A new interview with Beats 1 head Zane Lowe emphasizes Apple's message about how streaming is the future, and that Apple is possibly looking to expand live Beats-branded streaming radio stations even further.
Speaking with Cnet, the face of Apple's Beats 1 effort noted that Apple was constantly looking to grow the service, including live radio shows such as those found on Beats 1 — but there was nothing to specifically confirm yet.
"All those discussions are being had right now. Until we have something — you've said it before, Apple will go and work on things, and they present it when they feel it's right," said Lowe, when asked about expansion. "That's the answer. We're working on it."
Apple Music and Beats One as customer attractor
Lowe believes that the streaming that Beats 1 provides is crucial to expanding Apple Music, and a logical out-growth of Apple hardware. The whole Apple Music ecosystem gives Apple a foothold on unexplored markets, and areas, according to the host.

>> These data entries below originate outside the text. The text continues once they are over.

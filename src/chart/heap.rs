//! The edge agenda: an array-based max-heap keyed by `Edge::merit`, with
//! each edge's slot mirrored back into `Edge::heap_index` so it can be
//! resifted in place after a demerit without a search. Up-heap/down-heap
//! are explicit loops, not recursion, since this runs on every pop.

use crate::arena::Arena;

use super::edge::{Edge, EdgeId};

#[derive(Debug, Default)]
pub struct EdgeHeap {
    slots: Vec<EdgeId>,
}

impl EdgeHeap {
    pub fn with_capacity(capacity: usize) -> Self {
        EdgeHeap {
            slots: Vec::with_capacity(capacity),
        }
    }

    pub fn len(&self) -> usize {
        self.slots.len()
    }

    pub fn is_empty(&self) -> bool {
        self.slots.is_empty()
    }

    /// Pushes `id` onto the heap. Returns `false` without modifying the
    /// heap if it is already at `hard_cap` — the caller turns that into an
    /// `OverflowFailure`.
    #[must_use]
    pub fn push(&mut self, edges: &mut Arena<Edge>, id: EdgeId, hard_cap: usize) -> bool {
        if self.slots.len() >= hard_cap {
            return false;
        }
        let idx = self.slots.len() as u32;
        self.slots.push(id);
        edges.get_mut(id).heap_index = Some(idx);
        self.sift_up(edges, idx);
        true
    }

    pub fn pop(&mut self, edges: &mut Arena<Edge>) -> Option<EdgeId> {
        if self.slots.is_empty() {
            return None;
        }
        let top = self.slots[0];
        edges.get_mut(top).heap_index = None;
        let last = self.slots.pop().unwrap();
        if !self.slots.is_empty() {
            self.slots[0] = last;
            edges.get_mut(last).heap_index = Some(0);
            self.sift_down(edges, 0);
        }
        Some(top)
    }

    /// Re-establishes heap order for an edge whose merit just changed in
    /// place (a demerit application). No-op if the edge isn't on the heap.
    pub fn resift(&mut self, edges: &mut Arena<Edge>, id: EdgeId) {
        let Some(idx) = edges.get(id).heap_index else {
            return;
        };
        self.sift_down(edges, idx);
        if let Some(idx) = edges.get(id).heap_index {
            self.sift_up(edges, idx);
        }
    }

    /// Drops `id` from the heap entirely (a demerit past `demerit_bound`).
    /// No-op if the edge isn't on the heap.
    pub fn remove(&mut self, edges: &mut Arena<Edge>, id: EdgeId) {
        let Some(idx) = edges.get(id).heap_index else {
            return;
        };
        edges.get_mut(id).heap_index = None;
        let last = self.slots.pop().unwrap();
        let idx = idx as usize;
        if idx < self.slots.len() {
            self.slots[idx] = last;
            edges.get_mut(last).heap_index = Some(idx as u32);
            self.sift_down(edges, idx as u32);
            if let Some(moved) = edges.get(last).heap_index {
                self.sift_up(edges, moved);
            }
        }
    }

    fn merit_of(edges: &Arena<Edge>, slot: EdgeId) -> log_domain::LogDomain<f64> {
        edges.get(slot).merit
    }

    fn sift_up(&mut self, edges: &mut Arena<Edge>, mut idx: u32) {
        while idx > 0 {
            let parent = (idx - 1) / 2;
            if Self::merit_of(edges, self.slots[parent as usize])
                >= Self::merit_of(edges, self.slots[idx as usize])
            {
                break;
            }
            self.slots.swap(parent as usize, idx as usize);
            edges.get_mut(self.slots[parent as usize]).heap_index = Some(parent);
            edges.get_mut(self.slots[idx as usize]).heap_index = Some(idx);
            idx = parent;
        }
    }

    fn sift_down(&mut self, edges: &mut Arena<Edge>, mut idx: u32) {
        let n = self.slots.len() as u32;
        loop {
            let left = idx * 2 + 1;
            let right = idx * 2 + 2;
            let mut largest = idx;
            if left < n
                && Self::merit_of(edges, self.slots[left as usize])
                    > Self::merit_of(edges, self.slots[largest as usize])
            {
                largest = left;
            }
            if right < n
                && Self::merit_of(edges, self.slots[right as usize])
                    > Self::merit_of(edges, self.slots[largest as usize])
            {
                largest = right;
            }
            if largest == idx {
                break;
            }
            self.slots.swap(idx as usize, largest as usize);
            edges.get_mut(self.slots[idx as usize]).heap_index = Some(idx);
            edges.get_mut(self.slots[largest as usize]).heap_index = Some(largest);
            idx = largest;
        }
    }

    #[cfg(test)]
    fn assert_heap_property(&self, edges: &Arena<Edge>) {
        for (idx, &id) in self.slots.iter().enumerate() {
            assert_eq!(edges.get(id).heap_index, Some(idx as u32));
            let left = idx * 2 + 1;
            let right = idx * 2 + 2;
            if left < self.slots.len() {
                assert!(Self::merit_of(edges, id) >= Self::merit_of(edges, self.slots[left]));
            }
            if right < self.slots.len() {
                assert!(Self::merit_of(edges, id) >= Self::merit_of(edges, self.slots[right]));
            }
        }
    }
}

#[cfg(test)]
mod tests {
    use super::*;
    use crate::chart::edge::EdgeStatus;
    use crate::chart::item::ItemId;
    use log_domain::LogDomain;
    use num_traits::One;

    fn edge(merit: f64) -> Edge {
        Edge {
            lhs: 0,
            rhs: Vec::new(),
            dot: 0,
            start: 0,
            pred: None,
            item: None::<ItemId>,
            status: EdgeStatus::Active,
            head: None,
            inside: LogDomain::new(merit).unwrap(),
            left_merit: LogDomain::one(),
            right_merit: LogDomain::one(),
            merit: LogDomain::new(merit).unwrap(),
            demerits: 0,
            heap_index: None,
            sucs: Vec::new(),
        }
    }

    #[test]
    fn pops_in_descending_merit_order() {
        let mut arena = Arena::new();
        let merits = [0.3, 0.9, 0.1, 0.7, 0.5];
        let mut heap = EdgeHeap::with_capacity(8);
        for &m in &merits {
            let id = arena.alloc(edge(m));
            assert!(heap.push(&mut arena, id, 100));
            heap.assert_heap_property(&arena);
        }

        let mut popped = Vec::new();
        while let Some(id) = heap.pop(&mut arena) {
            popped.push(arena.get(id).merit);
            heap.assert_heap_property(&arena);
        }
        let mut sorted = popped.clone();
        sorted.sort();
        sorted.reverse();
        assert_eq!(popped, sorted);
    }

    #[test]
    fn refuses_past_hard_cap() {
        let mut arena = Arena::new();
        let mut heap = EdgeHeap::with_capacity(2);
        let a = arena.alloc(edge(0.5));
        let b = arena.alloc(edge(0.4));
        let c = arena.alloc(edge(0.9));
        assert!(heap.push(&mut arena, a, 2));
        assert!(heap.push(&mut arena, b, 2));
        assert!(!heap.push(&mut arena, c, 2));
    }

    #[test]
    fn remove_drops_an_edge_and_preserves_heap_property() {
        let mut arena = Arena::new();
        let mut heap = EdgeHeap::with_capacity(8);
        let a = arena.alloc(edge(0.9));
        let b = arena.alloc(edge(0.5));
        let c = arena.alloc(edge(0.7));
        heap.push(&mut arena, a, 8);
        heap.push(&mut arena, b, 8);
        heap.push(&mut arena, c, 8);

        heap.remove(&mut arena, b);
        heap.assert_heap_property(&arena);
        assert_eq!(arena.get(b).heap_index, None);
        assert_eq!(heap.len(), 2);

        let mut popped = Vec::new();
        while let Some(id) = heap.pop(&mut arena) {
            popped.push(id);
        }
        assert_eq!(popped, vec![a, c]);
    }

    #[test]
    fn remove_is_a_no_op_once_already_popped() {
        let mut arena = Arena::new();
        let mut heap = EdgeHeap::with_capacity(8);
        let a = arena.alloc(edge(0.9));
        heap.push(&mut arena, a, 8);
        heap.pop(&mut arena);
        heap.remove(&mut arena, a);
        assert_eq!(heap.len(), 0);
    }

    #[test]
    fn resift_after_demerit_restores_order() {
        let mut arena = Arena::new();
        let mut heap = EdgeHeap::with_capacity(8);
        let a = arena.alloc(edge(0.9));
        let b = arena.alloc(edge(0.5));
        heap.push(&mut arena, a, 8);
        heap.push(&mut arena, b, 8);
        arena.get_mut(a).merit = LogDomain::new(0.1).unwrap();
        heap.resift(&mut arena, a);
        heap.assert_heap_property(&arena);
        assert_eq!(heap.pop(&mut arena), Some(b));
    }
}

"We're going into places we've never been before. It's Apple's only streaming service. It has never made content, it has never made TV, it has never done radio show," said Lowe about the service. "And, to be fair, what we've achieved in 18 months is unbelievable. They're all in."
Exclusives are good, but not vital
Over time, the importance of exclusives have waned as an attractor. Instead, Lowe believes that the presentation of the music is vital.
"In terms of albums and campaigns and whether they go with one [platform] or not, it really has to be in the hands of artist," said Lowe. "Distribution is a choice, and artists should be entitled to decide how they want their record to go. Is it better or not for fans? I just think it's how it's always been."
"Distribution is a choice, but it's not a hook I hang anything on," added Lowe. "What can I do with the record when I get it? How can I make noise for that artist and make as much noise as possible? That's all I care about."
Discovery, through Apple Music
When Beats 1 launched, Lowe said that they started as a conventional "radio model," but that has evolved into a discovery engine since the service launched.
"Imagine Apple Music as a store. We're the front window," declared Lowe. "We're the thing you see by the counter."
"You could put the record in a playlist, put it in a library, just let it exist and hopefully we find it. But culture is what the artist wants it to be. They want to create layers of thought, excitement and vision, and tell you how the record was made," said Lowe of the music discovery process. "They want to share that experience with you. That's what Beats 1 really is designed to do. It was to keep pace with the culture, so that it goes perfectly with the commodity."